TO DO:
Report every line below that holds the word "index".

● ● ● ●

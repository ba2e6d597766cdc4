use crate::handlers;
use crate::state::AppState;
use axum::{
    Router,
    routing::{get, patch, post},
};

pub fn router(state: AppState) -> Router {
    Router::new()
        .route("/api/scope", get(handlers::get_scope).post(handlers::switch_scope))
        .route("/api/stats", get(handlers::get_stats))
        .route("/api/habits", post(handlers::add_habit))
        .route("/api/habits/reorder", post(handlers::reorder))
        .route(
            "/api/habits/:index",
            patch(handlers::patch_habit).delete(handlers::delete_habit),
        )
        .route("/api/habits/:index/days/:day", post(handlers::set_day))
        .with_state(state)
}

● ● ● ●

EXERCISE ANSWER:
            "/api/habits/:index",
        .route("/api/habits/:index/days/:day", post(handlers::set_day))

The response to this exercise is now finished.